Although the experiments were conducted with brand-name liquors, Miller said he presumes that the cheap stuff should work just as well.

Like anything else in life, and especially when alcohol is involved, moderation is best for paperwhites. At about four to five percent, the flowers grow short yet strong. Raise that amount to 10 percent, though, and the plants start to suffer. At about 25 percent, they die.

According to the researchers, paperwhites should start out with plain water. About a week after planting, once their roots are growing and the shoot is green and about one or two inches tall, the grower should pour off the plain water and start the alcohol mix.

Although research hasn’t confirmed it yet, Miller said one theory behind the alcohol’s effect is “water stress” – essentially, diluting the actual water in the solution so that the plant stays thirsty. Greenhouse growers have used water deprivation – “wilting” – to keep plants short for a long time, Miller said, but that can be dangerous if people try it at home.

“A little bit of wilt becomes a lot of wilt. You’re working that day, and if your plant starts wilting at 9 in the morning and you don’t get home till 6 or 7, then you have a problem,” he said. “If the plant wilts too much, then it dies.”

Miller first got the idea for the experiment when a New York Times reporter asked him to verify a theory that pouring gin on paperwhites would keep them short due to juniper’s “essential oils.” Skeptical that oil had much to do with it, Miller instead turned to the alcohol content and proposed the experiment to Finan as a senior project.

“It was kind of interesting because nobody had ever done substantial research on the effect of alcohol on plants,” Finan said.
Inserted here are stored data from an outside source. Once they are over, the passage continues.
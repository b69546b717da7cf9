//! API route handlers

pub mod chain;
pub mod faucet;
pub mod health;
pub mod liquidity;
pub mod pools;
pub mod swap;
pub mod tx;
pub mod wallet;

use axum::{http::StatusCode, routing::get, Json, Router};
use swiftswap_core::{Address, ClientError, DexError, TokenDescriptor, U256};

use crate::dto::{parse_base_units, ApiError};
use crate::state::StateError;
use crate::AppState;

pub(crate) type HandlerError = (StatusCode, Json<ApiError>);
pub(crate) type ApiResult<T> = Result<Json<T>, HandlerError>;

/// Create the API router with all routes
pub fn create_router(state: AppState) -> Router {
    Router::new()
        .route("/health", get(health::health_check))
        .nest("/chain", chain::router())
        .nest("/wallet", wallet::router())
        .merge(pools::router())
        .merge(swap::router())
        .merge(liquidity::router())
        .merge(tx::router())
        .merge(faucet::router())
        .with_state(state)
}

pub(crate) fn dex_error(err: DexError) -> HandlerError {
    let status =
        StatusCode::from_u16(err.status_code()).unwrap_or(StatusCode::INTERNAL_SERVER_ERROR);
    if status.is_server_error() {
        tracing::warn!("Request failed: {}", err);
    }
    (status, Json(ApiError::from(&err)))
}

pub(crate) fn client_error(err: ClientError) -> HandlerError {
    dex_error(err.into())
}

pub(crate) fn state_error(err: StateError) -> HandlerError {
    (
        StatusCode::BAD_REQUEST,
        Json(ApiError::bad_request(err.to_string())),
    )
}

pub(crate) fn amount(value: &str) -> Result<U256, HandlerError> {
    parse_base_units(value).map_err(dex_error)
}

pub(crate) fn optional_amount(value: Option<&str>) -> Result<U256, HandlerError> {
    value.map(amount).transpose().map(Option::unwrap_or_default)
}

/// Look up both tokens of a pair by symbol or address
pub(crate) fn pair_tokens(
    state: &AppState,
    a: &str,
    b: &str,
) -> Result<(TokenDescriptor, TokenDescriptor), HandlerError> {
    let registry = state.registry();
    let a = registry.require_token(a).map_err(dex_error)?.clone();
    let b = registry.require_token(b).map_err(dex_error)?.clone();
    Ok((a, b))
}

/// The account to act for, failing when none is connected
pub(crate) async fn require_account(
    state: &AppState,
    from: Option<&str>,
) -> Result<Address, HandlerError> {
    state
        .account(from)
        .await
        .map_err(state_error)?
        .ok_or_else(|| dex_error(DexError::WalletNotConnected))
}

pub(crate) fn no_route(a: &TokenDescriptor, b: &TokenDescriptor) -> DexError {
    DexError::NoRoute {
        token_in: a.symbol.clone(),
        token_out: b.symbol.clone(),
    }
}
And although she expected the alcohol to just kill the flowers outright, the results were nearly perfect.

“It was great, because the flowers actually responded exponentially in growth” to the proportion of alcohol, she said.

The flower-growing industry already has various methods of controlling plants’ heights, such as chemical treatments or environment regulation, but Miller said that this research is the first to give that level of control to the everyman.
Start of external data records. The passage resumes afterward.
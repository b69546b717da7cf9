//! Token and pool discovery routes

use axum::{
    extract::{Path, Query, State},
    http::StatusCode,
    routing::get,
    Json, Router,
};
use swap::{recent_swaps, Resolution, RECENT_SWAPS_LIMIT};

use super::{client_error, dex_error, pair_tokens, state_error, ApiResult};
use crate::dto::{
    ApiError, PairQuery, PoolDto, PoolsResponse, RecentSwapsQuery, RecentSwapsResponse,
    ResolveResponse, TokenDto, TokensResponse,
};
use crate::state::parse_address;
use crate::AppState;

/// Create token and pool routes
pub fn router() -> Router<AppState> {
    Router::new()
        .route("/tokens", get(get_tokens))
        .route("/pools", get(get_pools))
        .route("/pools/resolve", get(resolve_pool))
        .route("/pools/:address/swaps", get(get_recent_swaps))
}

/// GET /tokens - Configured tokens
async fn get_tokens(State(state): State<AppState>) -> Json<TokensResponse> {
    let tokens: Vec<TokenDto> = state.registry().tokens().iter().map(Into::into).collect();
    let count = tokens.len();
    Json(TokensResponse { tokens, count })
}

/// GET /pools - Deployed pools
async fn get_pools(State(state): State<AppState>) -> Json<PoolsResponse> {
    let pools: Vec<PoolDto> = state
        .registry()
        .pools()
        .into_iter()
        .map(Into::into)
        .collect();
    let count = pools.len();
    Json(PoolsResponse { pools, count })
}

/// GET /pools/resolve?token_in=&token_out= - Pool serving a pair
async fn resolve_pool(
    State(state): State<AppState>,
    Query(query): Query<PairQuery>,
) -> ApiResult<ResolveResponse> {
    let (token_in, token_out) = pair_tokens(&state, &query.token_in, &query.token_out)?;
    let resolution = state
        .registry()
        .resolve(&token_in, &token_out)
        .map_err(dex_error)?;

    Ok(Json(match resolution {
        Resolution::Found(pool) => ResolveResponse {
            found: true,
            pool: Some((&pool).into()),
        },
        Resolution::NotFound(_) => ResolveResponse {
            found: false,
            pool: None,
        },
    }))
}

/// GET /pools/:address/swaps?limit= - Latest swaps on a configured pool
async fn get_recent_swaps(
    State(state): State<AppState>,
    Path(address): Path<String>,
    Query(query): Query<RecentSwapsQuery>,
) -> ApiResult<RecentSwapsResponse> {
    let address = parse_address(&address).map_err(state_error)?;
    let pool = state
        .registry()
        .pool_by_address(address)
        .cloned()
        .ok_or_else(|| {
            (
                StatusCode::NOT_FOUND,
                Json(ApiError::not_found(format!("Pool not found: {}", address))),
            )
        })?;

    let limit = query.limit.unwrap_or(RECENT_SWAPS_LIMIT);
    let swaps = recent_swaps(state.client(), &pool, limit)
        .await
        .map_err(client_error)?;

    let swaps: Vec<_> = swaps.iter().map(Into::into).collect();
    Ok(Json(RecentSwapsResponse {
        pool: pool.address,
        count: swaps.len(),
        swaps,
    }))
}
“[I]t is very typical for the homeowner to buy these plants, plant them up, they get too tall, and just when they’re about ready to get nice – they flop over. … It would be much nicer just to use this alcohol method.”

With paperwhites under his belt, Miller is now starting to move into the realm of vegetables. There, even commercial growers who want to sell, for instance, tomato plants to gardeners have trouble, since chemicals are banned on the edible products. Growers can stunt growth by physically touching the tomatoes – the plant senses the touch and slows its growth – but that can be impractical for large nurseries.
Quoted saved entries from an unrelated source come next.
//! Test-token faucet

use swiftswap_core::{Address, DexError, TokenDescriptor, U256};

use crate::state::TransactionIntent;

/// Whole tokens minted when no amount is given
pub const FAUCET_DEFAULT_UNITS: u64 = 1000;

/// Mint `amount` of `token` to `to`, defaulting to 1000 whole tokens
pub fn faucet_intent(
    token: &TokenDescriptor,
    to: Address,
    amount: Option<U256>,
) -> Result<TransactionIntent, DexError> {
    let amount = match amount {
        Some(amount) => amount,
        None => default_amount(token)?,
    };
    if amount.is_zero() {
        return Err(DexError::InvalidAmount {
            message: "mint amount must be positive".to_string(),
        });
    }

    Ok(TransactionIntent::Mint {
        token: token.address,
        to,
        amount,
    })
}

fn default_amount(token: &TokenDescriptor) -> Result<U256, DexError> {
    U256::from(10u64)
        .checked_pow(U256::from(token.decimals))
        .and_then(|unit| unit.checked_mul(U256::from(FAUCET_DEFAULT_UNITS)))
        .ok_or_else(|| DexError::InvalidAmount {
            message: format!("{} decimals overflow the mint amount", token.decimals),
        })
}

#[cfg(test)]
mod tests {
    use super::*;
    use crate::testing::{swift, OWNER};

    #[test]
    fn test_default_mint_is_thousand_tokens() {
        let intent = faucet_intent(&swift(), OWNER, None).unwrap();
        let expected = U256::from(1000u64) * U256::from(10u64).pow(U256::from(18));
        assert_eq!(
            intent,
            TransactionIntent::Mint {
                token: swift().address,
                to: OWNER,
                amount: expected,
            }
        );
    }

    #[test]
    fn test_explicit_amount_and_decimals() {
        let usdc = TokenDescriptor::new(Address::repeat_byte(0x09), "USDC", 6);
        match faucet_intent(&usdc, OWNER, None).unwrap() {
            TransactionIntent::Mint { amount, .. } => {
                assert_eq!(amount, U256::from(1_000_000_000u64))
            }
            other => panic!("unexpected intent {:?}", other),
        }

        let intent = faucet_intent(&usdc, OWNER, Some(U256::from(5))).unwrap();
        assert!(matches!(intent, TransactionIntent::Mint { amount, .. } if amount == U256::from(5)));
    }

    #[test]
    fn test_zero_mint_rejected() {
        assert!(matches!(
            faucet_intent(&swift(), OWNER, Some(U256::ZERO)),
            Err(DexError::InvalidAmount { .. })
        ));
    }
}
As for Finan, she said she hasn’t used the technique at her job gardening a private estate north of New York City, but she did use it to grow some paperwhites for her parents last Christmas. And though she said she doesn’t believe the technique will work on plants other than bulb flowers, she said she’s looking forward to the results, admitting that she was already wrong about plants and alcohol once before.

Many of the local florists The Sun contacted had not heard of the technique, and none had tried it yet, since paperwhites are mostly grown in winter. Holly Nash, who is the manager of Flower Fashions By Haring on Hanshaw Road, said she would want to try it herself before advising her customers of the technique.

“I might try it at home next winter,” she said. “Intoxictaed plants are a whole new thing for me.”

Meanwhile, Miller and Finan are enjoying the publicity the experiment has garnered. News of the research has been published internationally, and the experiments have been mentioned on several television and radio shows.

“I think the reason it has so much publicity is that it’s practical to gardeners,” Finan said. “I’ve heard a lot of people trying it out.”